From the LSM-VEC paper:

Insertions are appended at the end of the dataset without being properly integrated into the graph, which increases traversal cost and reduces recall. Deletions are not fully supported and may fragment the graph over time.

FreshDiskANN extends DiskANN to support incremental updates. New vectors connect to disk-resident neighbors, and deletions use a local relinking strategy. But it maintains a fixed disk layout. It's better than a full rebuild, but the graph quality still degrades.

SPFresh

SPFresh partitions vectors into clusters instead of building proximity graphs. New vectors get assigned to their nearest cluster.

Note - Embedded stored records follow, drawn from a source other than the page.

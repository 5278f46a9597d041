/*!
 * Tracing Setup
 *
 * The crate only emits `tracing` events: `error` right before an abort and
 * `trace` when a guard binds or releases. Installing a subscriber is up to
 * the binary; [`init_tracing`] is a ready-made one.
 */

use tracing_subscriber::{layer::SubscriberExt, util::SubscriberInitExt, EnvFilter};

/// Environment variable selecting JSON output (`1` or `true`)
pub const JSON_ENV: &str = "PTHREAD_STRICT_TRACE_JSON";

/// Install a global subscriber
///
/// Environment variables:
/// - RUST_LOG: Set log level (default: info)
/// - PTHREAD_STRICT_TRACE_JSON: Enable JSON output (default: false)
///
/// Returns `false` when a global subscriber was already installed.
pub fn init_tracing() -> bool {
    let env_filter = EnvFilter::try_from_default_env().unwrap_or_else(|_| EnvFilter::new("info"));

    let registry = tracing_subscriber::registry().with(env_filter);

    let installed = if json_requested() {
        registry
            .with(
                tracing_subscriber::fmt::layer()
                    .json()
                    .with_target(true)
                    .with_thread_ids(true)
                    .with_thread_names(true)
                    .with_line_number(true)
                    .with_file(true),
            )
            .try_init()
            .is_ok()
    } else {
        registry
            .with(
                tracing_subscriber::fmt::layer()
                    .with_target(true)
                    .with_thread_ids(true)
                    .with_thread_names(true)
                    .compact(),
            )
            .try_init()
            .is_ok()
    };

    if installed {
        tracing::debug!(json = json_requested(), "tracing initialized");
    }
    installed
}

fn json_requested() -> bool {
    std::env::var(JSON_ENV)
        .map(|v| v == "1" || v == "true")
        .unwrap_or(false)
}
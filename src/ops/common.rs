/*!
 * Process-Wide Controls
 *
 * One-time initialization, signals, cancellation, fork handlers and
 * thread-specific data keys.
 */

use crate::sys::{ForkHandler, KeyDestructor, OnceRoutine, pthread_once_t};
use libc::{c_int, c_void, pthread_key_t, pthread_t, sigset_t};

#[cfg(all(target_os = "linux", target_env = "gnu"))]
use libc::sigval;

strict_ops! {
    catalogue common_operations;

    /// Run `init_routine` exactly once per `once_control`
    ONCE => pthread_once(once_control: *mut pthread_once_t, init_routine: OnceRoutine);
    /// Send `sig` to `thread`
    KILL => pthread_kill(thread: pthread_t, sig: c_int);
    /// Examine and change the calling thread's signal mask
    SIGMASK => pthread_sigmask(how: c_int, set: *const sigset_t, oldset: *mut sigset_t);
    /// Queue `sig` with a payload to `thread`
    #[cfg(all(target_os = "linux", target_env = "gnu"))]
    SIGQUEUE => pthread_sigqueue(thread: pthread_t, sig: c_int, value: sigval);
    /// Set the concurrency hint
    SETCONCURRENCY => pthread_setconcurrency(level: c_int);
    /// Enable or disable cancellation for the calling thread
    SETCANCELSTATE => pthread_setcancelstate(state: c_int, oldstate: *mut c_int);
    /// Select deferred or asynchronous cancellation
    SETCANCELTYPE => pthread_setcanceltype(kind: c_int, oldtype: *mut c_int);
    /// Register fork handlers
    ATFORK => pthread_atfork(prepare: ForkHandler, parent: ForkHandler, child: ForkHandler);
    /// Allocate a thread-specific data key
    KEY_CREATE => pthread_key_create(key: *mut pthread_key_t, destructor: KeyDestructor);
    /// Release a thread-specific data key
    KEY_DELETE => pthread_key_delete(key: pthread_key_t);
    /// Bind `value` to `key` for the calling thread
    SETSPECIFIC => pthread_setspecific(key: pthread_key_t, value: *const c_void);
}

/// Current concurrency hint
///
/// `pthread_getconcurrency` reports a level, not an error code, so there is
/// nothing to classify.
#[inline]
pub fn pthread_getconcurrency() -> c_int {
    // SAFETY: takes no arguments and cannot fail.
    unsafe { crate::sys::pthread_getconcurrency() }
}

Updates are fast, but recall suffers.

From the LSM-VEC paper:

SPFresh suffers from structural rigidity. Similar vectors may fall into different clusters, harming recall unless many clusters are probed.

By the way, recall refers to the percentage of vectors that the index returns which are true nearest neighbors. When I was writing benchmarks, I had trouble choosing parameters that would give >95% recall so I had to build an auto-tunning mechanism. Will talk about this another time.

Out-of-place updates with LSM-Trees

LSM-VEC combines graph-based indexing (for recall) with LSM-Tree storage (for update efficiency). Instead of modifying the graph in place, updates are written as new entries. Old versions get cleaned up during compaction.

When a vector is updated or a neighbor is changed, LSM-VEC inserts the new edge information directly into the LSM-Tree. This avoids the high I/O cost of searching for and modifying existing records on disk.

Upper layers are kept in memory. Almost all nodes are in the layer 0 (L0), so keeping upper layers in memory is possible. This enables fast "coarse" routing.

From the paper:

"LSM-VEC decomposes the HNSW index into memory-resident upper layers and a disk-resident bottom layer. [...] the upper layers are typically small. Empirically, less than 1% of all nodes reside above the bottom layer."

Layer L0 is on disk, in LSM-Tree SST files.

The graph edges (the adjacency lists) are stored as key-value pairs within the LSM-Tree. The key represents the source vector ID, and the value is its neighbor.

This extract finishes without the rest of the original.